◆ **ABOUT THIS TASK**: Your reply should be one number: how many lines of the records below contain the string "first".

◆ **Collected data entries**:
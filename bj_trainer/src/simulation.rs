pub mod round;
pub mod shoe;

use bj_trainer_macros::allowed_phase;
use log::{debug, info, warn};
use rand::{rngs::StdRng, SeedableRng};
use serde::Serialize;

use crate::{
    betting::{apply_round_result, prepare_bets, strategies_for, BettingStrategy},
    count::CountState,
    hand::{ActionRecord, HandId, Outcome, PlayerHand},
    review::{MistakeLog, MistakeRecord},
    strategy::correct_action,
    Action, Card, Rank, RuleConfig, TrainerError,
};

use self::{
    round::{dealer_must_hit, natural_result, settle_hand, Round},
    shoe::Shoe,
};

#[derive(Debug, Clone, Copy, PartialEq, Eq, Serialize)]
pub enum GamePhase {
    Unconfigured,
    Configured,
    Dealing,
    PlayerTurn,
    DealerTurn,
    Settling,
    RoundComplete,
    ShoeDepleted,
}

/// Where a card landed.
#[derive(Debug, Clone, Copy, PartialEq, Eq, Serialize)]
pub enum Seat {
    Dealer,
    /// Index into the round's player hands.
    Player(usize),
}

/// Something that happened on the table, in the order it happened.
#[derive(Debug, Clone, PartialEq, Serialize)]
pub enum TableEvent {
    CardDealt { seat: Seat, card: Card },
    /// The hole card is dealt face down. It is already in the count.
    HoleCardDealt,
    HoleCardRevealed(Card),
    HandSplit { index: usize },
    HandFinished { index: usize },
    HandSettled(HandSettlement),
    ShoeDepleted,
}

#[derive(Debug, Clone, Copy, PartialEq, Eq, Serialize)]
pub struct DecisionFeedback {
    pub hand_index: usize,
    pub chosen: Action,
    pub correct: Action,
    pub is_correct: bool,
}

#[derive(Debug, Clone, PartialEq, Serialize)]
pub struct HandSettlement {
    pub index: usize,
    pub hand_id: HandId,
    pub cards: Vec<Card>,
    pub total: u8,
    pub outcome: Outcome,
    pub win_amount: f64,
    pub doubled: bool,
    pub surrendered: bool,
}

#[derive(Debug, Clone, PartialEq, Serialize)]
pub struct RoundSummary {
    pub round_number: u32,
    pub dealer_cards: Vec<Card>,
    pub dealer_total: u8,
    pub hands: Vec<HandSettlement>,
    /// Net units over every hand, as booked by the betting strategies.
    pub win_amount: f64,
}

/// What one call into the trainer did.
#[derive(Debug, Clone, Default, PartialEq, Serialize)]
pub struct RoundEvent {
    pub decision: Option<DecisionFeedback>,
    pub events: Vec<TableEvent>,
    /// The hand that was acted on is finished.
    pub hand_finished: bool,
    /// Set when the round settled during this call.
    pub round: Option<RoundSummary>,
}

#[derive(Debug, Clone, PartialEq, Serialize)]
pub struct ShoeHandle {
    pub shoe_number: u32,
    pub cards_in_shoe: usize,
    /// The first round, already dealt.
    pub opening: RoundEvent,
}

#[derive(Debug, Clone, Copy, Default, PartialEq, Eq, Serialize)]
pub struct SessionStats {
    pub correct: u32,
    pub incorrect: u32,
    pub wins: u32,
    pub losses: u32,
    pub pushes: u32,
}

impl SessionStats {
    pub fn decisions(&self) -> u32 {
        self.correct + self.incorrect
    }

    /// Share of correct decisions, `None` before the first decision.
    pub fn accuracy(&self) -> Option<f64> {
        match self.decisions() {
            0 => None,
            n => Some(self.correct as f64 / n as f64),
        }
    }

    fn record_outcome(&mut self, outcome: Outcome) {
        match outcome {
            Outcome::Win => self.wins += 1,
            Outcome::Loss => self.losses += 1,
            Outcome::Push => self.pushes += 1,
        }
    }
}

#[derive(Debug, Clone, PartialEq, Serialize)]
pub struct ShoeSummary {
    pub shoe_number: u32,
    pub rounds_played: u32,
    pub stats: SessionStats,
    pub betting: Vec<BettingStrategy>,
    pub mistakes: usize,
    pub running_count: i32,
    pub cards_remaining: usize,
}

/// The dealer as the player may see it.
#[derive(Debug, Clone, PartialEq, Serialize)]
pub struct DealerView {
    pub cards: Vec<Card>,
    pub hole_card_hidden: bool,
    /// Total of the visible cards.
    pub total: Option<u8>,
}

/// Read-only view of the session for presentation.
#[derive(Debug, Clone, Serialize)]
pub struct TrainerSnapshot<'a> {
    pub phase: GamePhase,
    pub rules: &'a RuleConfig,
    pub shoe_number: u32,
    pub rounds_played: u32,
    pub dealer: DealerView,
    pub player_hands: &'a [PlayerHand],
    pub active_hand: Option<usize>,
    pub running_count: i32,
    pub true_count: f64,
    pub cards_remaining: usize,
    pub betting: &'a [BettingStrategy],
    pub mistakes: &'a MistakeLog,
    pub stats: SessionStats,
}

/// Receives everything that happens while a shoe is played out
/// automatically. Every method defaults to doing nothing.
pub trait TrainerEventHandler {
    fn on_table_event(&mut self, _event: &TableEvent) {}
    fn on_make_decision(&mut self, _feedback: &DecisionFeedback) {}
    fn on_round_settled(&mut self, _summary: &RoundSummary) {}
    fn on_shoe_depleted(&mut self, _summary: &ShoeSummary) {}
}

impl TrainerEventHandler for () {}

/// A training session: one shoe at a time, one player seat, every betting
/// strategy simulated on the same hands.
pub struct Trainer {
    rules: RuleConfig,
    phase: GamePhase,
    rng: StdRng,
    shoe: Shoe,
    count: CountState,
    round: Round,
    stats: SessionStats,
    betting: Vec<BettingStrategy>,
    mistakes: MistakeLog,
    next_hand_id: u32,
    rounds_played: u32,
    shoe_number: u32,
    events: Vec<TableEvent>,
}

impl Default for Trainer {
    fn default() -> Self {
        Self::new()
    }
}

◆ **RESPONSE FOR THIS EXERCISE**: 2